Check every line of the entries for "interval", and copy the lines that hold it.

Stored data entries
····················

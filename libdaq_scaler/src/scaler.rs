use std::path::Path;

use time::{Date, Month, OffsetDateTime};

use super::bank::{resolve, BankDescriptor, StreamType};
use super::coda_file::CodaFile;
use super::constants::SCALER_EVENT_TYPE;
use super::database::ChannelDatabase;
use super::error::{BankGroupError, CodaFileError, ScalerError};
use super::event_decoder::EventDecoder;
use super::history;
use super::norm::{Helicity, NormalizationIndex};
use super::online;
use super::scanner::extract_raw;
use super::snapshot::ScalerSnapshot;

/// Parse an init date of the form `dd-mm-yyyy` (e.g. `21-05-1999`), or the
/// literal `now` for today.
pub fn parse_init_date(text: &str) -> Result<Date, BankGroupError> {
    if text == "now" {
        return Ok(OffsetDateTime::now_utc().date());
    }
    let bad = || BankGroupError::BadDate(text.to_string());
    let mut parts = text.split('-');
    let day: u8 = parts.next().and_then(|p| p.parse().ok()).ok_or_else(bad)?;
    let month: u8 = parts.next().and_then(|p| p.parse().ok()).ok_or_else(bad)?;
    let year: i32 = parts.next().and_then(|p| p.parse().ok()).ok_or_else(bad)?;
    let month = Month::try_from(month).map_err(|_| bad())?;
    Date::from_calendar_date(year, month, day).map_err(|_| bad())
}

/// Aggregator for one scaler bank group.
///
/// A `Scaler` owns the double-buffered snapshot of its crate's counters and
/// the name lookup tables built at init. Counts and rates are served by
/// logical channel name, split by helicity state, and differenced across the
/// two snapshot generations.
///
/// `init` must run once in the life of the object, with the calendar date
/// the channel mapping should be valid for. Before a successful init and at
/// least one successful load, every count and rate query returns zero; the
/// processing pipeline degrades rather than halts.
#[derive(Debug)]
pub struct Scaler {
    bank_group: String,
    descriptor: Option<&'static BankDescriptor>,
    snapshot: ScalerSnapshot,
    norm: NormalizationIndex,
    clock_rate: f64,
    use_clock: bool,
    clock_override: Option<(u8, u8)>,
    server: String,
    port: u16,
    did_init: bool,
    new_load: bool,
    one_load: bool,
}

impl Scaler {
    /// Create a scaler for a bank group ("Left", "Right", "evleft", ...).
    /// Nothing is resolved until `init`.
    pub fn new(bank_group: &str) -> Self {
        Scaler {
            bank_group: bank_group.to_string(),
            descriptor: None,
            snapshot: ScalerSnapshot::new(),
            norm: NormalizationIndex::default(),
            clock_rate: 1024.0, // a default
            use_clock: true,
            clock_override: None,
            server: String::new(),
            port: 0,
            did_init: false,
            new_load: false,
            one_load: false,
        }
    }

    /// Resolve the bank group for `date` and build the normalization map.
    ///
    /// Accuracy is one day; only the date matters. Failure leaves the
    /// object in its degraded zero-returning state, which is not fatal for
    /// the rest of the pipeline.
    pub fn init(&mut self, db: &dyn ChannelDatabase, date: Date) -> Result<(), BankGroupError> {
        let descriptor = match resolve(&self.bank_group, date) {
            Ok(d) => d,
            Err(e) => {
                log::warn!("Undefined crate; need to init for 'Left', 'Right' crate, etc.");
                return Err(e);
            }
        };
        self.descriptor = Some(descriptor);
        if self.use_clock {
            self.clock_rate = descriptor.clock_rate;
        }
        self.server = descriptor.server.to_string();
        self.port = descriptor.port;
        self.norm = NormalizationIndex::build(db, descriptor.crate_id, descriptor.norm_slot);
        self.did_init = true;
        Ok(())
    }

    /// `init` with a `dd-mm-yyyy` (or `now`) date string.
    pub fn init_from_str(
        &mut self,
        db: &dyn ChannelDatabase,
        date: &str,
    ) -> Result<(), BankGroupError> {
        let date = parse_init_date(date)?;
        self.init(db, date)
    }

    /// Address of the online server, from the bank table unless overridden.
    pub fn set_server(&mut self, server: &str, port: u16) {
        self.server = server.to_string();
        self.port = port;
    }

    /// Override the clock location. `slot` of None puts the clock in the
    /// normalization slot. Overrides take precedence over the "clock" entry
    /// of the channel map.
    pub fn set_clock_location(&mut self, slot: Option<u8>, chan: u8) {
        let slot = slot.or_else(|| self.norm.norm_slot(Helicity::None));
        if let Some(slot) = slot {
            self.clock_override = Some((slot, chan));
        }
    }

    pub fn set_clock_rate(&mut self, rate: f64) {
        self.clock_rate = rate;
    }

    /// Use a fixed time interval between extractions instead of a clock
    /// channel. Only sensible when the data stream carries no clock.
    pub fn set_time_interval(&mut self, interval: f64) {
        if interval <= 0.0 {
            log::error!("Nonsensical time interval {interval}; ignoring");
            return;
        }
        self.clock_rate = 1.0 / interval;
        self.use_clock = false;
    }

    /// Extract this crate's banks from a decoded event.
    ///
    /// In-stream bank groups take their counters out of their crate's
    /// segment of physics events; the others consume dedicated scaler
    /// events. Returns whether this event carried our data.
    pub fn load_event(&mut self, decoder: &EventDecoder) -> bool {
        self.new_load = false;
        let Some(descriptor) = self.descriptor else {
            return false;
        };
        if !self.did_init {
            return false;
        }
        match descriptor.stream {
            StreamType::InStream => {
                if !decoder.is_physics_trigger() {
                    return false;
                }
                let payload = decoder.crate_payload(descriptor.crate_id);
                let dlen = payload.len();
                self.extract(descriptor.header, payload, dlen)
            }
            StreamType::BankType => {
                if decoder.event_type() != SCALER_EVENT_TYPE {
                    return false;
                }
                let buffer = decoder.raw_buffer();
                let dlen = buffer.len();
                self.extract(descriptor.header, buffer, dlen)
            }
        }
    }

    /// Read events from a data file until one carries this crate's scaler
    /// bank. `Ok(true)` means data was loaded and more may follow;
    /// `Ok(false)` means the file is exhausted.
    pub fn load_coda_file(&mut self, file: &mut CodaFile) -> Result<bool, ScalerError> {
        self.new_load = false;
        self.check_init()?;
        let header = match self.descriptor {
            Some(d) => d.header,
            None => return Err(ScalerError::NotInitialized),
        };
        loop {
            match file.read() {
                Ok(()) => (),
                Err(CodaFileError::EndOfFile) => return Ok(false),
                Err(e) => return Err(e.into()),
            }
            if file.event_type() != SCALER_EVENT_TYPE {
                continue;
            }
            if self.extract(header, file.buffer(), 0) {
                return Ok(true);
            }
        }
    }

    /// Load one run's counts from a scaler history file. History data has
    /// no previous generation; both snapshot halves are reset first.
    pub fn load_history(&mut self, path: &Path, run_number: u32) -> Result<(), ScalerError> {
        self.new_load = false;
        self.check_init()?;
        let header = match self.descriptor {
            Some(d) => d.header,
            None => return Err(ScalerError::NotInitialized),
        };
        self.snapshot.clear_all();
        history::load_run(path, run_number, header, &mut self.snapshot)?;
        self.new_load = true;
        self.one_load = true;
        Ok(())
    }

    /// Fetch a fresh set of counters from the online server configured for
    /// this bank group.
    pub fn load_online(&mut self) -> Result<(), ScalerError> {
        self.new_load = false;
        self.check_init()?;
        let Some(descriptor) = self.descriptor else {
            return Err(ScalerError::NotInitialized);
        };
        let reply = online::fetch(&self.server, self.port)?;
        self.snapshot.rotate();
        self.snapshot.clear();
        online::unpack(&reply, &descriptor.online_map, &mut self.snapshot);
        self.new_load = true;
        self.one_load = true;
        Ok(())
    }

    /// Raw count by slot and channel, the fastest access path. `history`
    /// selects the current (0) or previous (1) snapshot.
    pub fn counter(&self, slot: usize, chan: usize, history: usize) -> u32 {
        self.snapshot.get(slot, chan, history)
    }

    /// Count of a named normalization channel, by helicity state.
    ///
    /// Returns zero when the scaler was never initialized, never loaded,
    /// the helicity's slot is unresolved, or the name is unknown.
    pub fn normalized_count(&self, helicity: Helicity, name: &str, history: usize) -> u32 {
        if !self.did_init || !self.one_load {
            return 0;
        }
        let Some(slot) = self.norm.norm_slot(helicity) else {
            return 0;
        };
        let Some(chan) = self.norm.channel(name) else {
            return 0;
        };
        self.counter(slot as usize, chan as usize, history)
    }

    /// Count of a normalization channel by channel number rather than name.
    pub fn normalized_count_by_channel(
        &self,
        helicity: Helicity,
        chan: usize,
        history: usize,
    ) -> u32 {
        if !self.did_init || !self.one_load {
            return 0;
        }
        let Some(slot) = self.norm.norm_slot(helicity) else {
            return 0;
        };
        self.counter(slot as usize, chan, history)
    }

    /// Accumulated counts for trigger number 1, 2, 3, ...
    pub fn trigger_count(&self, helicity: Helicity, trigger: u32, history: usize) -> u32 {
        self.normalized_count(helicity, &format!("trigger-{trigger}"), history)
    }

    /// Elapsed seconds between the two snapshot generations.
    ///
    /// Derived from the clock channel's delta over the clock rate. With a
    /// fixed time interval configured instead of a clock, the interval is
    /// returned directly. An explicit clock location override wins over the
    /// channel map's "clock" entry; with neither, the named "clock" channel
    /// of the helicity's normalization slot is used.
    pub fn elapsed_time(&self, helicity: Helicity) -> f64 {
        if !self.use_clock {
            if self.clock_rate != 0.0 {
                return 1.0 / self.clock_rate;
            }
            return 0.0;
        }
        if self.clock_rate == 0.0 {
            return 0.0;
        }
        let location = self.clock_override.or_else(|| self.norm.clock_location());
        let ticks = match location {
            Some((slot, chan)) => self.snapshot.delta(slot as usize, chan as usize),
            None => {
                self.normalized_count(helicity, "clock", 0) as i64
                    - self.normalized_count(helicity, "clock", 1) as i64
            }
        };
        ticks as f64 / self.clock_rate
    }

    /// Rate of one raw counter in Hz since the last extraction. Zero when
    /// no time elapsed.
    pub fn counter_rate(&self, slot: usize, chan: usize) -> f64 {
        let etime = self.elapsed_time(Helicity::None);
        if etime > 0.0 {
            return self.snapshot.delta(slot, chan) as f64 / etime;
        }
        0.0
    }

    /// Rate of a named normalization channel in Hz, by helicity state.
    /// Reads mutate nothing, so repeated calls agree.
    pub fn rate(&self, helicity: Helicity, name: &str) -> f64 {
        let etime = self.elapsed_time(helicity);
        if etime > 0.0 {
            let delta = self.normalized_count(helicity, name, 0) as i64
                - self.normalized_count(helicity, name, 1) as i64;
            return delta as f64 / etime;
        }
        0.0
    }

    /// Rate for trigger number 1, 2, 3, ...
    pub fn trigger_rate(&self, helicity: Helicity, trigger: u32) -> f64 {
        let etime = self.elapsed_time(helicity);
        if etime > 0.0 {
            let delta = self.trigger_count(helicity, trigger, 0) as i64
                - self.trigger_count(helicity, trigger, 1) as i64;
            return delta as f64 / etime;
        }
        0.0
    }

    /// Whether any load has succeeded in the life of this object.
    pub fn has_loaded(&self) -> bool {
        self.one_load
    }

    /// Whether the most recent load call found this crate's data.
    pub fn is_new_load(&self) -> bool {
        self.new_load
    }

    pub fn bank_group(&self) -> &str {
        &self.bank_group
    }

    pub fn descriptor(&self) -> Option<&'static BankDescriptor> {
        self.descriptor
    }

    /// Zero the current snapshot half.
    pub fn clear(&mut self) {
        self.snapshot.clear();
    }

    /// Zero both snapshot halves.
    pub fn clear_all(&mut self) {
        self.snapshot.clear_all();
    }

    /// Log a summary of the important counters.
    pub fn log_summary(&self) {
        if !self.did_init {
            log::warn!("Summary requested for a scaler that was never initialized");
            return;
        }
        log::info!("Scaler bank {}", self.bank_group);
        let time_sec = self.normalized_count(Helicity::None, "clock", 0) as f64 / self.clock_rate;
        if time_sec == 0.0 {
            log::warn!("Time of run is zero; no clock counts yet");
            return;
        }
        log::info!("Time of run: {:.2} min", time_sec / 60.0);
        log::info!(
            "Triggers: 1 = {}  2 = {}  3 = {}  4 = {}  5 = {}",
            self.trigger_count(Helicity::None, 1, 0),
            self.trigger_count(Helicity::None, 2, 0),
            self.trigger_count(Helicity::None, 3, 0),
            self.trigger_count(Helicity::None, 4, 0),
            self.trigger_count(Helicity::None, 5, 0),
        );
        log::info!(
            "Accepted triggers: {}   by helicity: (-) = {}  (+) = {}",
            self.normalized_count(Helicity::None, "TS-accept", 0),
            self.normalized_count(Helicity::Minus, "TS-accept", 0),
            self.normalized_count(Helicity::Plus, "TS-accept", 0),
        );
        log::info!(
            "Accepted trigger rate: {:.2} Hz   upstream charge counts: {}",
            self.rate(Helicity::None, "TS-accept"),
            self.normalized_count(Helicity::None, "bcm_u1", 0),
        );
    }

    fn check_init(&self) -> Result<(), ScalerError> {
        if !self.did_init {
            log::warn!("Uninitialized scaler object; call init once in the life of the object");
            return Err(ScalerError::NotInitialized);
        }
        Ok(())
    }

    fn extract(&mut self, header: u32, data: &[u32], dlen: usize) -> bool {
        if extract_raw(header, data, dlen, &mut self.snapshot) {
            self.new_load = true;
            self.one_load = true;
            true
        } else {
            false
        }
    }
}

····················

COMPLETED EXERCISE:
    /// Use a fixed time interval between extractions instead of a clock
    pub fn set_time_interval(&mut self, interval: f64) {
        if interval <= 0.0 {
            log::error!("Nonsensical time interval {interval}; ignoring");
        self.clock_rate = 1.0 / interval;
    /// fixed time interval configured instead of a clock, the interval is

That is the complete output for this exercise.